The answer should contain each record below, repeated exactly.

***** Material provided *****

//! Distance-to-time projection.
//!
//! Travel duration is supplied by an external estimator mapping
//! `(distance_km, hour, rain)` to minutes. The solver only sees the
//! projected matrix, which is validated before use: it must keep the shape
//! of the distance matrix, have a zero diagonal, and contain finite,
//! non-negative entries. It is allowed to violate the triangle inequality.

use serde::{Deserialize, Serialize};
use tracing::debug;

use super::CostMatrix;
use crate::error::RoutingError;

/// Shift context the estimator is conditioned on.
#[derive(Debug, Clone, Copy, PartialEq, Eq, Serialize, Deserialize)]
pub struct TimeContext {
    /// Hour of day, 0..=23.
    pub hour: u8,
    /// 1 when raining, 0 otherwise.
    pub weather_rain: u8,
}

impl TimeContext {
    /// Creates a validated context.
    pub fn new(hour: u8, weather_rain: u8) -> Result<Self, RoutingError> {
        let ctx = Self { hour, weather_rain };
        ctx.validate()?;
        Ok(ctx)
    }

    /// Parses a shift start such as `"09:00"` into a context.
    ///
    /// Only the hour is used; minutes must still be a valid `00..=59`.
    pub fn from_shift_time(shift_time: &str, weather_rain: u8) -> Result<Self, RoutingError> {
        let bad = || RoutingError::invalid(format!("shift time {shift_time:?} is not HH:MM"));
        let (h, m) = shift_time.trim().split_once(':').ok_or_else(bad)?;
        let hour: u8 = h.parse().map_err(|_| bad())?;
        let minute: u8 = m.parse().map_err(|_| bad())?;
        if minute > 59 {
            return Err(bad());
        }
        Self::new(hour, weather_rain)
    }

    pub fn validate(&self) -> Result<(), RoutingError> {
        if self.hour > 23 {
            return Err(RoutingError::invalid(format!(
                "hour {} is outside 0..=23",
                self.hour
            )));
        }
        if self.weather_rain > 1 {
            return Err(RoutingError::invalid(format!(
                "weather_rain must be 0 or 1, got {}",
                self.weather_rain
            )));
        }
        Ok(())
    }

    pub fn is_raining(&self) -> bool {
        self.weather_rain == 1
    }
}

/// Predicts the travel duration (minutes) of a single leg.
pub trait TravelEstimator: Send + Sync {
    fn estimate(&self, distance_km: f64, hour: u8, rain: bool) -> f64;
}

impl<F> TravelEstimator for F
where
    F: Fn(f64, u8, bool) -> f64 + Send + Sync,
{
    fn estimate(&self, distance_km: f64, hour: u8, rain: bool) -> f64 {
        self(distance_km, hour, rain)
    }
}

/// Turns a distance matrix into a time matrix.
pub trait CostProjector: Send + Sync {
    fn project(
        &self,
        distances: &CostMatrix,
        context: &TimeContext,
    ) -> Result<CostMatrix, RoutingError>;
}

/// Projects each off-diagonal cell independently through a [`TravelEstimator`].
///
/// # Examples
///
/// ```
/// use commute_routing::distance::{CostMatrix, CostProjector, EstimatorProjector, TimeContext};
///
/// let dm = CostMatrix::from_data(2, vec![0.0, 10.0, 10.0, 0.0]).unwrap();
/// let projector = EstimatorProjector::new(|km: f64, _hour: u8, _rain: bool| km * 3.0);
/// let tm = projector.project(&dm, &TimeContext::new(9, 0).unwrap()).unwrap();
/// assert_eq!(tm.get(0, 1), 30.0);
/// assert_eq!(tm.get(0, 0), 0.0);
/// ```
pub struct EstimatorProjector<E> {
    estimator: E,
}

impl<E: TravelEstimator> EstimatorProjector<E> {
    pub fn new(estimator: E) -> Self {
        Self { estimator }
    }
}

impl<E: TravelEstimator> CostProjector for EstimatorProjector<E> {
    fn project(
        &self,
        distances: &CostMatrix,
        context: &TimeContext,
    ) -> Result<CostMatrix, RoutingError> {
        context.validate()?;
        let rain = context.is_raining();
        let data = distances.map_off_diagonal(|km| self.estimator.estimate(km, context.hour, rain));
        let size = distances.size();
        debug!(size, hour = context.hour, rain, "projected distance matrix to time");
        // Bypasses `from_data` so that a bad estimate is reported as a projection error.
        let projected = CostMatrix::unchecked(size, data);
        validate_projection(distances, &projected)?;
        Ok(projected)
    }
}

/// Checks that a projected matrix is usable in place of `input`.
pub fn validate_projection(input: &CostMatrix, output: &CostMatrix) -> Result<(), RoutingError> {
    let expected = input.size();
    let found = (output.size(), output.as_slice().len() / output.size().max(1));
    if output.size() != expected || output.as_slice().len() != expected * expected {
        return Err(RoutingError::Projection {
            expected,
            found,
            reason: "shape mismatch".into(),
        });
    }
    if let Some((i, j, v)) = output.first_bad_cell() {
        return Err(RoutingError::Projection {
            expected,
            found,
            reason: format!("cell ({i}, {j}) = {v} is negative, non-finite or an off-zero diagonal"),
        });
    }
    Ok(())
}

/// Reference traffic estimator.
///
/// Free flow is 30 km/h (2 min/km). Morning and evening peaks (08–10, 17–19)
/// slow traffic by 80%, midday (11–16) by 20%, rain by a further 40%. A leg
/// never takes less than 1.5 min/km.
#[derive(Debug, Clone, Copy, Default)]
pub struct CongestionModel;

impl CongestionModel {
    const MINUTES_PER_KM: f64 = 2.0;
    const FLOOR_MINUTES_PER_KM: f64 = 1.5;
    const RAIN_FACTOR: f64 = 1.4;

    fn congestion(hour: u8) -> f64 {
        match hour {
            8..=10 | 17..=19 => 1.8,
            11..=16 => 1.2,
            _ => 1.0,
        }
    }
}

impl TravelEstimator for CongestionModel {
    fn estimate(&self, distance_km: f64, hour: u8, rain: bool) -> f64 {
        let weather = if rain { Self::RAIN_FACTOR } else { 1.0 };
        let minutes = distance_km * Self::MINUTES_PER_KM * Self::congestion(hour) * weather;
        minutes.max(distance_km * Self::FLOOR_MINUTES_PER_KM)
    }
}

*****

Output:
//! Distance-to-time projection.
//!
//! Travel duration is supplied by an external estimator mapping
//! `(distance_km, hour, rain)` to minutes. The solver only sees the
//! projected matrix, which is validated before use: it must keep the shape
//! of the distance matrix, have a zero diagonal, and contain finite,
//! non-negative entries. It is allowed to violate the triangle inequality.

use serde::{Deserialize, Serialize};
use tracing::debug;

use super::CostMatrix;
use crate::error::RoutingError;

/// Shift context the estimator is conditioned on.
#[derive(Debug, Clone, Copy, PartialEq, Eq, Serialize, Deserialize)]
pub struct TimeContext {
    /// Hour of day, 0..=23.
    pub hour: u8,
    /// 1 when raining, 0 otherwise.
    pub weather_rain: u8,
}

impl TimeContext {
    /// Creates a validated context.
    pub fn new(hour: u8, weather_rain: u8) -> Result<Self, RoutingError> {
        let ctx = Self { hour, weather_rain };
        ctx.validate()?;
        Ok(ctx)
    }

    /// Parses a shift start such as `"09:00"` into a context.
    ///
    /// Only the hour is used; minutes must still be a valid `00..=59`.
    pub fn from_shift_time(shift_time: &str, weather_rain: u8) -> Result<Self, RoutingError> {
        let bad = || RoutingError::invalid(format!("shift time {shift_time:?} is not HH:MM"));
        let (h, m) = shift_time.trim().split_once(':').ok_or_else(bad)?;
        let hour: u8 = h.parse().map_err(|_| bad())?;
        let minute: u8 = m.parse().map_err(|_| bad())?;
        if minute > 59 {
            return Err(bad());
        }
        Self::new(hour, weather_rain)
    }

    pub fn validate(&self) -> Result<(), RoutingError> {
        if self.hour > 23 {
            return Err(RoutingError::invalid(format!(
                "hour {} is outside 0..=23",
                self.hour
            )));
        }
        if self.weather_rain > 1 {
            return Err(RoutingError::invalid(format!(
                "weather_rain must be 0 or 1, got {}",
                self.weather_rain
            )));
        }
        Ok(())
    }

    pub fn is_raining(&self) -> bool {
        self.weather_rain == 1
    }
}

/// Predicts the travel duration (minutes) of a single leg.
pub trait TravelEstimator: Send + Sync {
    fn estimate(&self, distance_km: f64, hour: u8, rain: bool) -> f64;
}

impl<F> TravelEstimator for F
where
    F: Fn(f64, u8, bool) -> f64 + Send + Sync,
{
    fn estimate(&self, distance_km: f64, hour: u8, rain: bool) -> f64 {
        self(distance_km, hour, rain)
    }
}

/// Turns a distance matrix into a time matrix.
pub trait CostProjector: Send + Sync {
    fn project(
        &self,
        distances: &CostMatrix,
        context: &TimeContext,
    ) -> Result<CostMatrix, RoutingError>;
}

/// Projects each off-diagonal cell independently through a [`TravelEstimator`].
///
/// # Examples
///
/// ```
/// use commute_routing::distance::{CostMatrix, CostProjector, EstimatorProjector, TimeContext};
///
/// let dm = CostMatrix::from_data(2, vec![0.0, 10.0, 10.0, 0.0]).unwrap();
/// let projector = EstimatorProjector::new(|km: f64, _hour: u8, _rain: bool| km * 3.0);
/// let tm = projector.project(&dm, &TimeContext::new(9, 0).unwrap()).unwrap();
/// assert_eq!(tm.get(0, 1), 30.0);
/// assert_eq!(tm.get(0, 0), 0.0);
/// ```
pub struct EstimatorProjector<E> {
    estimator: E,
}

impl<E: TravelEstimator> EstimatorProjector<E> {
    pub fn new(estimator: E) -> Self {
        Self { estimator }
    }
}

impl<E: TravelEstimator> CostProjector for EstimatorProjector<E> {
    fn project(
        &self,
        distances: &CostMatrix,
        context: &TimeContext,
    ) -> Result<CostMatrix, RoutingError> {
        context.validate()?;
        let rain = context.is_raining();
        let data = distances.map_off_diagonal(|km| self.estimator.estimate(km, context.hour, rain));
        let size = distances.size();
        debug!(size, hour = context.hour, rain, "projected distance matrix to time");
        // Bypasses `from_data` so that a bad estimate is reported as a projection error.
        let projected = CostMatrix::unchecked(size, data);
        validate_projection(distances, &projected)?;
        Ok(projected)
    }
}

/// Checks that a projected matrix is usable in place of `input`.
pub fn validate_projection(input: &CostMatrix, output: &CostMatrix) -> Result<(), RoutingError> {
    let expected = input.size();
    let found = (output.size(), output.as_slice().len() / output.size().max(1));
    if output.size() != expected || output.as_slice().len() != expected * expected {
        return Err(RoutingError::Projection {
            expected,
            found,
            reason: "shape mismatch".into(),
        });
    }
    if let Some((i, j, v)) = output.first_bad_cell() {
        return Err(RoutingError::Projection {
            expected,
            found,
            reason: format!("cell ({i}, {j}) = {v} is negative, non-finite or an off-zero diagonal"),
        });
    }
    Ok(())
}

/// Reference traffic estimator.
///
/// Free flow is 30 km/h (2 min/km). Morning and evening peaks (08–10, 17–19)
/// slow traffic by 80%, midday (11–16) by 20%, rain by a further 40%. A leg
/// never takes less than 1.5 min/km.
#[derive(Debug, Clone, Copy, Default)]
pub struct CongestionModel;

impl CongestionModel {
    const MINUTES_PER_KM: f64 = 2.0;
    const FLOOR_MINUTES_PER_KM: f64 = 1.5;
    const RAIN_FACTOR: f64 = 1.4;

    fn congestion(hour: u8) -> f64 {
        match hour {
            8..=10 | 17..=19 => 1.8,
            11..=16 => 1.2,
            _ => 1.0,
        }
    }
}

impl TravelEstimator for CongestionModel {
    fn estimate(&self, distance_km: f64, hour: u8, rain: bool) -> f64 {
        let weather = if rain { Self::RAIN_FACTOR } else { 1.0 };
        let minutes = distance_km * Self::MINUTES_PER_KM * Self::congestion(hour) * weather;
        minutes.max(distance_km * Self::FLOOR_MINUTES_PER_KM)
    }
}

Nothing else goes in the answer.